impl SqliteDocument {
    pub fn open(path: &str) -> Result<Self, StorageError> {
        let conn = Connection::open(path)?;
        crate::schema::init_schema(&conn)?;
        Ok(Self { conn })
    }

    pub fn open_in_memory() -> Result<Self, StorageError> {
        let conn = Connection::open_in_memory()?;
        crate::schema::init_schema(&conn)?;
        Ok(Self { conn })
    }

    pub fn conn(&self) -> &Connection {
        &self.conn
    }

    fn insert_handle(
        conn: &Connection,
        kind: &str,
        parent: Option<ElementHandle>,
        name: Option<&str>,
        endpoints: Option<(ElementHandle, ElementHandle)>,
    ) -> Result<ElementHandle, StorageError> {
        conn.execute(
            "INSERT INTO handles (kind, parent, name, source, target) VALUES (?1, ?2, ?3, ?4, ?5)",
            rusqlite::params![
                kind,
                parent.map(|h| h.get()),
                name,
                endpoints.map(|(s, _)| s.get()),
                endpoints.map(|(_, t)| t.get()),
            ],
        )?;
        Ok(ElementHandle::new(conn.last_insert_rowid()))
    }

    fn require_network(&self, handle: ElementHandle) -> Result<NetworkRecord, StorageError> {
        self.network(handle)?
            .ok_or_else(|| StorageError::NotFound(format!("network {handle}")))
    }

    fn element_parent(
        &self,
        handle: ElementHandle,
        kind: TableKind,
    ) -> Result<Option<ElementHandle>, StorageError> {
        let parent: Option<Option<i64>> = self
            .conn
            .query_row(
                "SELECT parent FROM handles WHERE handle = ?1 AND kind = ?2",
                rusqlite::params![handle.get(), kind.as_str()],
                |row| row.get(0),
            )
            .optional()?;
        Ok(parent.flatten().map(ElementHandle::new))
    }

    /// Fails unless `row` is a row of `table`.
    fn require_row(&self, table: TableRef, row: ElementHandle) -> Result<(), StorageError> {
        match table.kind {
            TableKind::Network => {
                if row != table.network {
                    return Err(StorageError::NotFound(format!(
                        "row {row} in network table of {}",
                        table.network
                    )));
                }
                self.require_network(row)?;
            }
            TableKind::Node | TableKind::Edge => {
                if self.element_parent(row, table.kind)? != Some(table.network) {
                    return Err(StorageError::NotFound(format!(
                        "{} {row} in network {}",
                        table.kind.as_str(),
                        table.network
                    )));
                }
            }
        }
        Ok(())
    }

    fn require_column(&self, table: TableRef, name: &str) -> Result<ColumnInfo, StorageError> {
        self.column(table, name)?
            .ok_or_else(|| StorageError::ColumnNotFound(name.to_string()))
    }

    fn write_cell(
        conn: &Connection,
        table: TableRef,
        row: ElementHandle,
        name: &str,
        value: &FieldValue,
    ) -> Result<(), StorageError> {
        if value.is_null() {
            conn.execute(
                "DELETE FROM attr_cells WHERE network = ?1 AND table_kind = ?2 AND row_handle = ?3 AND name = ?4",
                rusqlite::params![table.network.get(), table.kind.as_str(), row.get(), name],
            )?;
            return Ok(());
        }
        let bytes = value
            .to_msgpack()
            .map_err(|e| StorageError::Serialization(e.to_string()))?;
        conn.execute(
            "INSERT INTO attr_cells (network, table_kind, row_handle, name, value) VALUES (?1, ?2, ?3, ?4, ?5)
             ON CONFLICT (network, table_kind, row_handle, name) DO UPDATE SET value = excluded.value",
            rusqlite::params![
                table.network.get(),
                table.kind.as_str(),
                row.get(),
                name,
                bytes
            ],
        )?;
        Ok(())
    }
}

******

Work instruction:
Repeat the records above with every character intact.

Result for this exercise:
impl SqliteDocument {
    pub fn open(path: &str) -> Result<Self, StorageError> {
        let conn = Connection::open(path)?;
        crate::schema::init_schema(&conn)?;
        Ok(Self { conn })
    }

    pub fn open_in_memory() -> Result<Self, StorageError> {
        let conn = Connection::open_in_memory()?;
        crate::schema::init_schema(&conn)?;
        Ok(Self { conn })
    }

    pub fn conn(&self) -> &Connection {
        &self.conn
    }

    fn insert_handle(
        conn: &Connection,
        kind: &str,
        parent: Option<ElementHandle>,
        name: Option<&str>,
        endpoints: Option<(ElementHandle, ElementHandle)>,
    ) -> Result<ElementHandle, StorageError> {
        conn.execute(
            "INSERT INTO handles (kind, parent, name, source, target) VALUES (?1, ?2, ?3, ?4, ?5)",
            rusqlite::params![
                kind,
                parent.map(|h| h.get()),
                name,
                endpoints.map(|(s, _)| s.get()),
                endpoints.map(|(_, t)| t.get()),
            ],
        )?;
        Ok(ElementHandle::new(conn.last_insert_rowid()))
    }

    fn require_network(&self, handle: ElementHandle) -> Result<NetworkRecord, StorageError> {
        self.network(handle)?
            .ok_or_else(|| StorageError::NotFound(format!("network {handle}")))
    }

    fn element_parent(
        &self,
        handle: ElementHandle,
        kind: TableKind,
    ) -> Result<Option<ElementHandle>, StorageError> {
        let parent: Option<Option<i64>> = self
            .conn
            .query_row(
                "SELECT parent FROM handles WHERE handle = ?1 AND kind = ?2",
                rusqlite::params![handle.get(), kind.as_str()],
                |row| row.get(0),
            )
            .optional()?;
        Ok(parent.flatten().map(ElementHandle::new))
    }

    /// Fails unless `row` is a row of `table`.
    fn require_row(&self, table: TableRef, row: ElementHandle) -> Result<(), StorageError> {
        match table.kind {
            TableKind::Network => {
                if row != table.network {
                    return Err(StorageError::NotFound(format!(
                        "row {row} in network table of {}",
                        table.network
                    )));
                }
                self.require_network(row)?;
            }
            TableKind::Node | TableKind::Edge => {
                if self.element_parent(row, table.kind)? != Some(table.network) {
                    return Err(StorageError::NotFound(format!(
                        "{} {row} in network {}",
                        table.kind.as_str(),
                        table.network
                    )));
                }
            }
        }
        Ok(())
    }

    fn require_column(&self, table: TableRef, name: &str) -> Result<ColumnInfo, StorageError> {
        self.column(table, name)?
            .ok_or_else(|| StorageError::ColumnNotFound(name.to_string()))
    }

    fn write_cell(
        conn: &Connection,
        table: TableRef,
        row: ElementHandle,
        name: &str,
        value: &FieldValue,
    ) -> Result<(), StorageError> {
        if value.is_null() {
            conn.execute(
                "DELETE FROM attr_cells WHERE network = ?1 AND table_kind = ?2 AND row_handle = ?3 AND name = ?4",
                rusqlite::params![table.network.get(), table.kind.as_str(), row.get(), name],
            )?;
            return Ok(());
        }
        let bytes = value
            .to_msgpack()
            .map_err(|e| StorageError::Serialization(e.to_string()))?;
        conn.execute(
            "INSERT INTO attr_cells (network, table_kind, row_handle, name, value) VALUES (?1, ?2, ?3, ?4, ?5)
             ON CONFLICT (network, table_kind, row_handle, name) DO UPDATE SET value = excluded.value",
            rusqlite::params![
                table.network.get(),
                table.kind.as_str(),
                row.get(),
                name,
                bytes
            ],
        )?;
        Ok(())
    }
}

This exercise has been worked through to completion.